(Beginning of Working data)

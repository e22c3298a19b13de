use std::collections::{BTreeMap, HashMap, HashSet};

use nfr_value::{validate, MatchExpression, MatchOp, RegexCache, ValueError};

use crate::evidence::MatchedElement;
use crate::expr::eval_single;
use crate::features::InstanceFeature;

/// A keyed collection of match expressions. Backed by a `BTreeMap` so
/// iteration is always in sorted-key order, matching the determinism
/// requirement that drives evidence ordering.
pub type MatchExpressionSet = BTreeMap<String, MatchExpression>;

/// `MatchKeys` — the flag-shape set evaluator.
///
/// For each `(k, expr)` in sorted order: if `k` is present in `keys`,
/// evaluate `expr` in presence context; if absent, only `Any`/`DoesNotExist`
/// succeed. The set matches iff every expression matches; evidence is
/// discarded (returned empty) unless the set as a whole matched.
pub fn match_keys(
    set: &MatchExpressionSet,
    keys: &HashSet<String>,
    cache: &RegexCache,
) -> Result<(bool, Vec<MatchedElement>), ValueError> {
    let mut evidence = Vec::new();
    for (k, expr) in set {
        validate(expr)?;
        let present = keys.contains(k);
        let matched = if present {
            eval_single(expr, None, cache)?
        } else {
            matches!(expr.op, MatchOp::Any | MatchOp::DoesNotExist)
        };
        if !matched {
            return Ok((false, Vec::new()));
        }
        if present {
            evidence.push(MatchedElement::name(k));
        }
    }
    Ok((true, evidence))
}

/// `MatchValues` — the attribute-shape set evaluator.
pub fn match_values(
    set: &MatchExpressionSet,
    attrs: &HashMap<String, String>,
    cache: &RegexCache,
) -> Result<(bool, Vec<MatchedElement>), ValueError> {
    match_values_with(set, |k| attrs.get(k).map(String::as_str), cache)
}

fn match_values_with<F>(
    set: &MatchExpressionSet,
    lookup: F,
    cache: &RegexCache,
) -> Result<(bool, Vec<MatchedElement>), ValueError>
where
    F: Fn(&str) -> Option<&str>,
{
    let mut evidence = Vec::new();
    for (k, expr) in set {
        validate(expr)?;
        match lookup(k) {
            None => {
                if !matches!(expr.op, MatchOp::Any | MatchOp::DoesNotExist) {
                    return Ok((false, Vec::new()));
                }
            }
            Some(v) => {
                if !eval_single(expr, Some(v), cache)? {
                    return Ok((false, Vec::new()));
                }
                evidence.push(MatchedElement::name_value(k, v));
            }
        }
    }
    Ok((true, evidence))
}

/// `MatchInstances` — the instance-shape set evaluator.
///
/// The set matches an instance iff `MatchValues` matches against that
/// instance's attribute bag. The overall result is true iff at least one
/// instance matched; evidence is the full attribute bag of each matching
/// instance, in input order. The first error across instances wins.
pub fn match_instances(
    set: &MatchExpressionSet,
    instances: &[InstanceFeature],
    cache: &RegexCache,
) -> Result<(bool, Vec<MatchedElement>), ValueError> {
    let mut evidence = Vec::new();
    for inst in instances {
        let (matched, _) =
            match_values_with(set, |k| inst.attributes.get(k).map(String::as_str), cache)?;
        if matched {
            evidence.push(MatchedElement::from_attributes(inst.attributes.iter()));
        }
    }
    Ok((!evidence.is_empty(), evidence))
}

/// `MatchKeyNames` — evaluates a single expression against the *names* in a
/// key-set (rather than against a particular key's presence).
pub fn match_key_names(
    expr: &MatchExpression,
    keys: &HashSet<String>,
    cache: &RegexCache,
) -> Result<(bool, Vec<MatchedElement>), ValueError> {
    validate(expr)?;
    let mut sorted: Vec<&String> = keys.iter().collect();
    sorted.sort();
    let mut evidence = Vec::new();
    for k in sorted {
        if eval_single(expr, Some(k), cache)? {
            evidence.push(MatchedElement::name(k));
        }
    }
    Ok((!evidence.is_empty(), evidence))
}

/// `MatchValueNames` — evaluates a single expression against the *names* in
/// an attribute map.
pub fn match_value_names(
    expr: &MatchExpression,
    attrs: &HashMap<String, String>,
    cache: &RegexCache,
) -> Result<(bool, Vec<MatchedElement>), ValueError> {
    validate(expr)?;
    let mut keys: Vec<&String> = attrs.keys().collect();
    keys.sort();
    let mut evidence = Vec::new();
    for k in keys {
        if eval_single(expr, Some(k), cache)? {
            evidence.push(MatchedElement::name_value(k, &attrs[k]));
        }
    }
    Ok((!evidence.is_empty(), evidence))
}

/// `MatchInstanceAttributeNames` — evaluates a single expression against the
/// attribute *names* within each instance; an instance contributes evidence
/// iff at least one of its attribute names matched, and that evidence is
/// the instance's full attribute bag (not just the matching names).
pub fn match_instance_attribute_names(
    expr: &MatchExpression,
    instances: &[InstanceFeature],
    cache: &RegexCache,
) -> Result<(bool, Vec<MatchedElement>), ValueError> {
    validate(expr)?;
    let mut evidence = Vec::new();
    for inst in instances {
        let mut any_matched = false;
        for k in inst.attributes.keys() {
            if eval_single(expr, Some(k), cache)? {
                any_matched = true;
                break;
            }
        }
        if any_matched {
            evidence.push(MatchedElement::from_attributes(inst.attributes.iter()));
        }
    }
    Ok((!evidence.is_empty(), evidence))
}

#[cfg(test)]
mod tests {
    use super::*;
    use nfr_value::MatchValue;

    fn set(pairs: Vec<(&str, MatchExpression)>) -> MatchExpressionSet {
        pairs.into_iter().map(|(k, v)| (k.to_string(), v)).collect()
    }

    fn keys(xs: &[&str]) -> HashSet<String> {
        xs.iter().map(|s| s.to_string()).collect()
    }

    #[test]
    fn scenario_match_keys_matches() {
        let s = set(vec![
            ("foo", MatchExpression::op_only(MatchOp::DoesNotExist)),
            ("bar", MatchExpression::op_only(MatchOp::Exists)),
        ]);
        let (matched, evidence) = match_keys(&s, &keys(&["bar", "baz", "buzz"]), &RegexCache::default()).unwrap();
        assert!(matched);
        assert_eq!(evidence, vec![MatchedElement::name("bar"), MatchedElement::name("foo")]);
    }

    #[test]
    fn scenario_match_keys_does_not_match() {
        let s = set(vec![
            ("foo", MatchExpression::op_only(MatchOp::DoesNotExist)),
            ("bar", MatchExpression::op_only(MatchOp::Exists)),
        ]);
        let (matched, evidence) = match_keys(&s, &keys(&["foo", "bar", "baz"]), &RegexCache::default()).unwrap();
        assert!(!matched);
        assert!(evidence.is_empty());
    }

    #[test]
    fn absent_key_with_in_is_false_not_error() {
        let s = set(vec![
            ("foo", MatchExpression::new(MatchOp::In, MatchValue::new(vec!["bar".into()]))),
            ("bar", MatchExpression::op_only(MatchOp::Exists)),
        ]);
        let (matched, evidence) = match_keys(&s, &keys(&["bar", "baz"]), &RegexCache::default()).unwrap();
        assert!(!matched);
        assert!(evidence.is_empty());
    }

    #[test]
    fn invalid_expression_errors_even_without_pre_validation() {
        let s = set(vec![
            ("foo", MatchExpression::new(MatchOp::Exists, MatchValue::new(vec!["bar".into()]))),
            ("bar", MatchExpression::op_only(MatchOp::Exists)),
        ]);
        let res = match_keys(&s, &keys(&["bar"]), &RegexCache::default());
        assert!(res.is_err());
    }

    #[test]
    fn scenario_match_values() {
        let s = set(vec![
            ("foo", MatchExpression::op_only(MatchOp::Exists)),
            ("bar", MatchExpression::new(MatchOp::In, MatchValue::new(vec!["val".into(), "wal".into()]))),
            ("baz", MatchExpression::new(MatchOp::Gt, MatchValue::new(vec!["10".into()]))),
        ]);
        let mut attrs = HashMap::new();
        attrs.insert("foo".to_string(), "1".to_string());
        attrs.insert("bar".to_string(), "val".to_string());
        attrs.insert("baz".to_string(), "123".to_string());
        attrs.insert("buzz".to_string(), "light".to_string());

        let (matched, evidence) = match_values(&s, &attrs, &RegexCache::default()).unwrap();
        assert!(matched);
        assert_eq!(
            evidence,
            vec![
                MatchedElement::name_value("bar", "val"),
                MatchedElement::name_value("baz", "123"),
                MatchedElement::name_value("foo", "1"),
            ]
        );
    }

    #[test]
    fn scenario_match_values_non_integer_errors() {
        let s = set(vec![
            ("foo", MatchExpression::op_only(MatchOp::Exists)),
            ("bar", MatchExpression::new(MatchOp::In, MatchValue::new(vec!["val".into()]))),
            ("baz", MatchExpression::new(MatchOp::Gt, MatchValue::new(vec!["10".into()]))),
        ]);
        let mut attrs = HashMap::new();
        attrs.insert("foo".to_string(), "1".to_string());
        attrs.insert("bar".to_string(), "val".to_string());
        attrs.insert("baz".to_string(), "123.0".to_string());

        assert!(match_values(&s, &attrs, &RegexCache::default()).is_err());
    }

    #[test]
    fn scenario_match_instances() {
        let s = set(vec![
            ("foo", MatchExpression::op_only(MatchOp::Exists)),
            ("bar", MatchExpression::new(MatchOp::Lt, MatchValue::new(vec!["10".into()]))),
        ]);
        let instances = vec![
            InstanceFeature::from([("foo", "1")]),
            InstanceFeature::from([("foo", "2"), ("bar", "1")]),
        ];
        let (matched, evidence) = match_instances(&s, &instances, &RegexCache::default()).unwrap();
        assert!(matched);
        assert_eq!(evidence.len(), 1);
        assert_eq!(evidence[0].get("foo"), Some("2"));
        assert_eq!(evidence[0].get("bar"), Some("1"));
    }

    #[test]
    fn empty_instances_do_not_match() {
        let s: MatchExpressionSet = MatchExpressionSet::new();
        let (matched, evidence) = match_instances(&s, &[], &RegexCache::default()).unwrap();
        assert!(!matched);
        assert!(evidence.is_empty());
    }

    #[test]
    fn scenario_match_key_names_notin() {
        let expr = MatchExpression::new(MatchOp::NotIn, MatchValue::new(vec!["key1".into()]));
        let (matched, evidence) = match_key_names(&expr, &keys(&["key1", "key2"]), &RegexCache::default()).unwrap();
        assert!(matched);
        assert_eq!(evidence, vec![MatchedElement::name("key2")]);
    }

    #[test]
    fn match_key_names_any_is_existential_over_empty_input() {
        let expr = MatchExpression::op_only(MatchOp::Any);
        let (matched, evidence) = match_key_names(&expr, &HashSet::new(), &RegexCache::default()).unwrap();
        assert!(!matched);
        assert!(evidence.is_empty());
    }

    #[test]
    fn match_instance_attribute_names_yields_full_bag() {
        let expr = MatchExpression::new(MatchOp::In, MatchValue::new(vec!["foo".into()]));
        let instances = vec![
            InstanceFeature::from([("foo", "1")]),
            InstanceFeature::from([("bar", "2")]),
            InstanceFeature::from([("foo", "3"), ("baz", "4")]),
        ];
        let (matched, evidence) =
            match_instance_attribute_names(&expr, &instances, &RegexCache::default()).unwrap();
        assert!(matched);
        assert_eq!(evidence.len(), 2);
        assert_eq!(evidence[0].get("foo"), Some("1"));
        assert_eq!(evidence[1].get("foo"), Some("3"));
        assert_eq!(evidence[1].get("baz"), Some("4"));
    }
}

(End of Working data)

Exercise: Pull out each line of the entries that contains "insert".

Reply:
        attrs.insert("foo".to_string(), "1".to_string());
        attrs.insert("bar".to_string(), "val".to_string());
        attrs.insert("baz".to_string(), "123".to_string());
        attrs.insert("buzz".to_string(), "light".to_string());
        attrs.insert("foo".to_string(), "1".to_string());
        attrs.insert("bar".to_string(), "val".to_string());
        attrs.insert("baz".to_string(), "123.0".to_string());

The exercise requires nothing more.